Получить разрешение семьи Вашингтона на опубликование сочинений их предка было делом нелегким. Литературным душеприказчиком и наследником МаунтВернона был племянник Вашингтона, неподатливый и лишенный воображения Башрод Вашингтон (член Верховного суда в 1798 — 1829 годах), который, отказав Спарксу 13 марта 1826 года, объяснил, что он и Маршалл планируют издать три тома избранных писем периода Революции, за которыми последует подборка писем предреволюционного периода. Спустя шесть месяцев не потерявший надежды Спаркс снова попытался убедить Башро да Вашингтона разрешить ему допуск к бумагам, добавив, что он все равно продолжит это дело и будет собирать копии бумаг везде, где сможет их найти, и что, поскольку бумаги все равно дойдут до читателя, возможно, будет лучше, если Баш род проконтролирует этот процесс. Спаркс разрешил бы ему исключить из публикаций все, что тот сочтет нужным. «Если все работы Вашингтона будут представлены публике в достойном его виде, национальный интерес и национальные чувства всколыхнуться, и можно ожидать поддержки со стороны многих уважаемых людей». Спаркс добавил и более существенный аргумент: он предложил Башроду Вашингтону половину прибылей от издания. В январе 1827 года (по настоянию Джона Маршалла, которого подталкивал на это Спаркс) Башрод Вашингтон принял предложение. По окончательным условиям половина прибыли шла Спарксу, а другая половина делилась поровну между Башродом Вашингтоном и Джоном Маршаллом.

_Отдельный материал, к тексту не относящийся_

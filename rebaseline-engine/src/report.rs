// Copyright (c) The nextest Contributors
// SPDX-License-Identifier: MIT OR Apache-2.0

//! Test result reports produced by try jobs.

use rebaseline_metadata::{LayoutTestResultsJson, ResultsTrieNode, TestResultJson};
use std::collections::BTreeMap;

/// Final results that indicate the test produced output differing from its baseline.
const MISMATCH_RESULTS: &[&str] = &["TEXT", "IMAGE", "IMAGE+TEXT", "AUDIO"];

/// A snapshot of one build's test run.
///
/// Outcomes are keyed and iterated by test name.
#[derive(Clone, Debug, Default, PartialEq, Eq)]
pub struct TestResultReport {
    interrupted: bool,
    revision: Option<String>,
    outcomes: BTreeMap<String, TestOutcome>,
}

impl TestResultReport {
    /// Parses a results document, as uploaded by a try job.
    ///
    /// Returns `Ok(None)` if the document is empty.
    pub fn parse(input: &str) -> Result<Option<Self>, serde_json::Error> {
        Ok(LayoutTestResultsJson::parse(input)?.map(Self::from_json))
    }

    /// Creates a report from a deserialized results document, flattening its results trie.
    pub fn from_json(json: LayoutTestResultsJson) -> Self {
        let mut outcomes = BTreeMap::new();
        for (component, node) in &json.tests {
            flatten_trie(component.clone(), node, &mut outcomes);
        }

        let revision = json.chromium_revision.and_then(|value| match value {
            serde_json::Value::String(s) => Some(s),
            serde_json::Value::Number(n) => Some(n.to_string()),
            _ => None,
        });

        Self {
            interrupted: json.interrupted,
            revision,
            outcomes,
        }
    }

    /// Returns true if the test run was interrupted before all tests ran.
    pub fn run_was_interrupted(&self) -> bool {
        self.interrupted
    }

    /// Returns the revision the results were produced at, if recorded.
    pub fn revision(&self) -> Option<&str> {
        self.revision.as_deref()
    }

    /// Returns the outcome for the given test, if the report contains it.
    pub fn outcome_for_test(&self, test_name: &str) -> Option<&TestOutcome> {
        self.outcomes.get(test_name)
    }

    /// Iterates over all outcomes in the report, sorted by test name.
    pub fn outcomes(&self) -> impl Iterator<Item = &TestOutcome> + '_ {
        self.outcomes.values()
    }

    /// Iterates over outcomes whose actual result differed from the expected result.
    pub fn unexpected_outcomes(&self) -> impl Iterator<Item = &TestOutcome> + '_ {
        self.outcomes().filter(|outcome| outcome.is_unexpected())
    }

    /// Returns the number of tests in the report.
    pub fn len(&self) -> usize {
        self.outcomes.len()
    }

    /// Returns true if the report contains no tests.
    pub fn is_empty(&self) -> bool {
        self.outcomes.is_empty()
    }
}

fn flatten_trie(path: String, node: &ResultsTrieNode, out: &mut BTreeMap<String, TestOutcome>) {
    match node {
        ResultsTrieNode::Leaf(result) => {
            let outcome = TestOutcome::from_json(path.clone(), result);
            out.insert(path, outcome);
        }
        ResultsTrieNode::Directory(children) => {
            for (component, child) in children {
                flatten_trie(format!("{path}/{component}"), child, out);
            }
        }
    }
}

/// The outcome of a single test within a [`TestResultReport`].
#[derive(Clone, Debug, PartialEq, Eq)]
pub struct TestOutcome {
    test_name: String,
    actual: Vec<String>,
    unexpected: bool,
    missing_baseline: bool,
}

impl TestOutcome {
    /// Creates an outcome from its JSON form.
    pub fn from_json(test_name: impl Into<String>, json: &TestResultJson) -> Self {
        Self {
            test_name: test_name.into(),
            actual: json.actual.split_whitespace().map(str::to_owned).collect(),
            unexpected: json.is_unexpected,
            missing_baseline: json.is_missing_text || json.is_missing_image || json.is_missing_audio,
        }
    }

    /// Returns the name of the test.
    #[inline]
    pub fn test_name(&self) -> &str {
        &self.test_name
    }

    /// Returns true if the actual result differed from what was expected.
    #[inline]
    pub fn is_unexpected(&self) -> bool {
        self.unexpected
    }

    /// Returns true if the test has no baseline for at least one kind of output.
    #[inline]
    pub fn is_missing_baseline(&self) -> bool {
        self.missing_baseline
    }

    /// Returns true if the final attempt produced output that differs from the baseline.
    pub fn has_mismatch_result(&self) -> bool {
        self.actual
            .last()
            .is_some_and(|last| MISMATCH_RESULTS.contains(&last.as_str()))
    }
}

В течение нескольких следующих лет Спаркс собирал рукописи, делал копии с официальных документов, затратив много сил на сбор материалов, что было беспрецедентным в американской исторической науке. Он вскоре решил, что количество томов должно быть определено, исходя из «возможного спроса на рынке, а также самого характера работы». Двенадцатитомное издание Спаркса (1834 — 1837) включало одиннадцать томов избранных сочинений и биографию Вашингтона, написанную Спарксом (1837). Несмотря на большие издательские расходы (15 тысяч 357 долларов 37 центов), общий доход был весьма значительным. В 1837 году, когда Спаркс послал первую долю прибылей наследникам Башрода Вашингтона и Джона Маршалла, общая сумма, которую предстояло поделить, составила 15 тысяч 384 доллара 63 цента. В течение двадцати лет Спаркс посылал дополнительные доли прибыли семьям Вашингтона и Маршалла.

Биография и сочинения Джорджа Вашингтона, изданные Спарксом, были встречены шумными и единодушными аплодисментами. Члены семьи Вашингтона нашли их безукоризненными и послали Спарксу трость, вырезанную из кедра, росшего над могилой Вашингтона. Статья Эдварда Эверетта в шестьдесят три страницы, опубликованная в «Норт Америкэн ревью», была полна превосходных степеней: «В этой работе невозможно найти ни единого следа неучтивости». Джордж Бэнкрофт, только начинавший свою карьеру, нашел работу «выше всяческих похвал благодаря спокойному тону, точности и настойчивому интересу к подлинности».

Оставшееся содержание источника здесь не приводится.